§ **RAW DATA**
————
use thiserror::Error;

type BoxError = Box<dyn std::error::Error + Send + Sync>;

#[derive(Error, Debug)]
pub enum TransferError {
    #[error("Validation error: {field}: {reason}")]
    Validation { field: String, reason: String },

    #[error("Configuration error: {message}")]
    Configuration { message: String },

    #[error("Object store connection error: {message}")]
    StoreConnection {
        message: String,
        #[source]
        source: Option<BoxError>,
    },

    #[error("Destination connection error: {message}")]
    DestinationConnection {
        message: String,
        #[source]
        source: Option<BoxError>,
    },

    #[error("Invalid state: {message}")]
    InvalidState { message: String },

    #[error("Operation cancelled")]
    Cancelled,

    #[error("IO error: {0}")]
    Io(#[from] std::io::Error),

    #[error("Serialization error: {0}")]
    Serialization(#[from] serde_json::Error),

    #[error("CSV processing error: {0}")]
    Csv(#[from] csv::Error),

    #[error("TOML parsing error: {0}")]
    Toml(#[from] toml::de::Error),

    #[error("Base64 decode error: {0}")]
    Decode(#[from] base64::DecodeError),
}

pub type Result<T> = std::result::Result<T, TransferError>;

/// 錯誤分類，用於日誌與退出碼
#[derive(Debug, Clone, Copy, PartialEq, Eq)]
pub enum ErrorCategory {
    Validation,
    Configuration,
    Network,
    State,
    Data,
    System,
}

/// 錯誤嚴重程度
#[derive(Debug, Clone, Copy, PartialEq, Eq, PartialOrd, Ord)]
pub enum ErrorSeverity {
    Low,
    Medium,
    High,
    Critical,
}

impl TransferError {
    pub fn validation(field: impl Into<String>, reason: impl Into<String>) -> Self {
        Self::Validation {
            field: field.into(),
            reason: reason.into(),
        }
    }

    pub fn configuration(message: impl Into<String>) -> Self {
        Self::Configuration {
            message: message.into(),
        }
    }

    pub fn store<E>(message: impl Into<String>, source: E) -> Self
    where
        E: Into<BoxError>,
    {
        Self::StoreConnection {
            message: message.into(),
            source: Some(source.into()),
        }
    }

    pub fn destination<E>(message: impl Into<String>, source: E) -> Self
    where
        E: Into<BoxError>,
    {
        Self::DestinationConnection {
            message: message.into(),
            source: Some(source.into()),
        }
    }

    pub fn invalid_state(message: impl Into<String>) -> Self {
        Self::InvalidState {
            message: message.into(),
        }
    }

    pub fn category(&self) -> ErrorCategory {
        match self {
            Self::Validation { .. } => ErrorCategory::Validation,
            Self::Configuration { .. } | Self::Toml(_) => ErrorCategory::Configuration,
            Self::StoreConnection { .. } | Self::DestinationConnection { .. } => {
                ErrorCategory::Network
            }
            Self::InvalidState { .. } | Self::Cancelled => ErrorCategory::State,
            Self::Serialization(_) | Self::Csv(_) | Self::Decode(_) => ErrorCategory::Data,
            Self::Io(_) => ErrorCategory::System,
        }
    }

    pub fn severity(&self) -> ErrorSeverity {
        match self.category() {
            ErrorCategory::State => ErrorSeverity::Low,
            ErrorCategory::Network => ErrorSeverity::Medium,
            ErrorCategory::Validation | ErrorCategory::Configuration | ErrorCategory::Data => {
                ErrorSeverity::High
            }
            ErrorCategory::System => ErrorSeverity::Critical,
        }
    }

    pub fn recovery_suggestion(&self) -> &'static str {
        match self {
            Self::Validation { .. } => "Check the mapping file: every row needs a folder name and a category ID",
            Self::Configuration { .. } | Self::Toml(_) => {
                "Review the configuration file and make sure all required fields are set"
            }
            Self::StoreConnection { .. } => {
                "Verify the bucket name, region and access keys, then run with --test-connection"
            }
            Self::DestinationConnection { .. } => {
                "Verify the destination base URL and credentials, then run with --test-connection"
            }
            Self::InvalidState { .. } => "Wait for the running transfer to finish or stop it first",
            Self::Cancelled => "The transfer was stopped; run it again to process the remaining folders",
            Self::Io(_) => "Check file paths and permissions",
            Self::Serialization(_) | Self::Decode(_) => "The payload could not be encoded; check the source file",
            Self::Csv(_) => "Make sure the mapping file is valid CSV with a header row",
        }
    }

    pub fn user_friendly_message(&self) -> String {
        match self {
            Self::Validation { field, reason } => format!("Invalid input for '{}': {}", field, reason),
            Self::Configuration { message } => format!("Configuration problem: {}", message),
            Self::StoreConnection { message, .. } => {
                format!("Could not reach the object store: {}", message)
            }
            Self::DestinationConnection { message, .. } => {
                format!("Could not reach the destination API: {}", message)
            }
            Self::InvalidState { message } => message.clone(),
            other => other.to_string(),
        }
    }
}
————
§ **YOUR GOAL**
Take the entries above and return all of them exactly.

§ **REPLY**
use thiserror::Error;

type BoxError = Box<dyn std::error::Error + Send + Sync>;

#[derive(Error, Debug)]
pub enum TransferError {
    #[error("Validation error: {field}: {reason}")]
    Validation { field: String, reason: String },

    #[error("Configuration error: {message}")]
    Configuration { message: String },

    #[error("Object store connection error: {message}")]
    StoreConnection {
        message: String,
        #[source]
        source: Option<BoxError>,
    },

    #[error("Destination connection error: {message}")]
    DestinationConnection {
        message: String,
        #[source]
        source: Option<BoxError>,
    },

    #[error("Invalid state: {message}")]
    InvalidState { message: String },

    #[error("Operation cancelled")]
    Cancelled,

    #[error("IO error: {0}")]
    Io(#[from] std::io::Error),

    #[error("Serialization error: {0}")]
    Serialization(#[from] serde_json::Error),

    #[error("CSV processing error: {0}")]
    Csv(#[from] csv::Error),

    #[error("TOML parsing error: {0}")]
    Toml(#[from] toml::de::Error),

    #[error("Base64 decode error: {0}")]
    Decode(#[from] base64::DecodeError),
}

pub type Result<T> = std::result::Result<T, TransferError>;

/// 錯誤分類，用於日誌與退出碼
#[derive(Debug, Clone, Copy, PartialEq, Eq)]
pub enum ErrorCategory {
    Validation,
    Configuration,
    Network,
    State,
    Data,
    System,
}

/// 錯誤嚴重程度
#[derive(Debug, Clone, Copy, PartialEq, Eq, PartialOrd, Ord)]
pub enum ErrorSeverity {
    Low,
    Medium,
    High,
    Critical,
}

impl TransferError {
    pub fn validation(field: impl Into<String>, reason: impl Into<String>) -> Self {
        Self::Validation {
            field: field.into(),
            reason: reason.into(),
        }
    }

    pub fn configuration(message: impl Into<String>) -> Self {
        Self::Configuration {
            message: message.into(),
        }
    }

    pub fn store<E>(message: impl Into<String>, source: E) -> Self
    where
        E: Into<BoxError>,
    {
        Self::StoreConnection {
            message: message.into(),
            source: Some(source.into()),
        }
    }

    pub fn destination<E>(message: impl Into<String>, source: E) -> Self
    where
        E: Into<BoxError>,
    {
        Self::DestinationConnection {
            message: message.into(),
            source: Some(source.into()),
        }
    }

    pub fn invalid_state(message: impl Into<String>) -> Self {
        Self::InvalidState {
            message: message.into(),
        }
    }

    pub fn category(&self) -> ErrorCategory {
        match self {
            Self::Validation { .. } => ErrorCategory::Validation,
            Self::Configuration { .. } | Self::Toml(_) => ErrorCategory::Configuration,
            Self::StoreConnection { .. } | Self::DestinationConnection { .. } => {
                ErrorCategory::Network
            }
            Self::InvalidState { .. } | Self::Cancelled => ErrorCategory::State,
            Self::Serialization(_) | Self::Csv(_) | Self::Decode(_) => ErrorCategory::Data,
            Self::Io(_) => ErrorCategory::System,
        }
    }

    pub fn severity(&self) -> ErrorSeverity {
        match self.category() {
            ErrorCategory::State => ErrorSeverity::Low,
            ErrorCategory::Network => ErrorSeverity::Medium,
            ErrorCategory::Validation | ErrorCategory::Configuration | ErrorCategory::Data => {
                ErrorSeverity::High
            }
            ErrorCategory::System => ErrorSeverity::Critical,
        }
    }

    pub fn recovery_suggestion(&self) -> &'static str {
        match self {
            Self::Validation { .. } => "Check the mapping file: every row needs a folder name and a category ID",
            Self::Configuration { .. } | Self::Toml(_) => {
                "Review the configuration file and make sure all required fields are set"
            }
            Self::StoreConnection { .. } => {
                "Verify the bucket name, region and access keys, then run with --test-connection"
            }
            Self::DestinationConnection { .. } => {
                "Verify the destination base URL and credentials, then run with --test-connection"
            }
            Self::InvalidState { .. } => "Wait for the running transfer to finish or stop it first",
            Self::Cancelled => "The transfer was stopped; run it again to process the remaining folders",
            Self::Io(_) => "Check file paths and permissions",
            Self::Serialization(_) | Self::Decode(_) => "The payload could not be encoded; check the source file",
            Self::Csv(_) => "Make sure the mapping file is valid CSV with a header row",
        }
    }

    pub fn user_friendly_message(&self) -> String {
        match self {
            Self::Validation { field, reason } => format!("Invalid input for '{}': {}", field, reason),
            Self::Configuration { message } => format!("Configuration problem: {}", message),
            Self::StoreConnection { message, .. } => {
                format!("Could not reach the object store: {}", message)
            }
            Self::DestinationConnection { message, .. } => {
                format!("Could not reach the destination API: {}", message)
            }
            Self::InvalidState { message } => message.clone(),
            other => other.to_string(),
        }
    }
}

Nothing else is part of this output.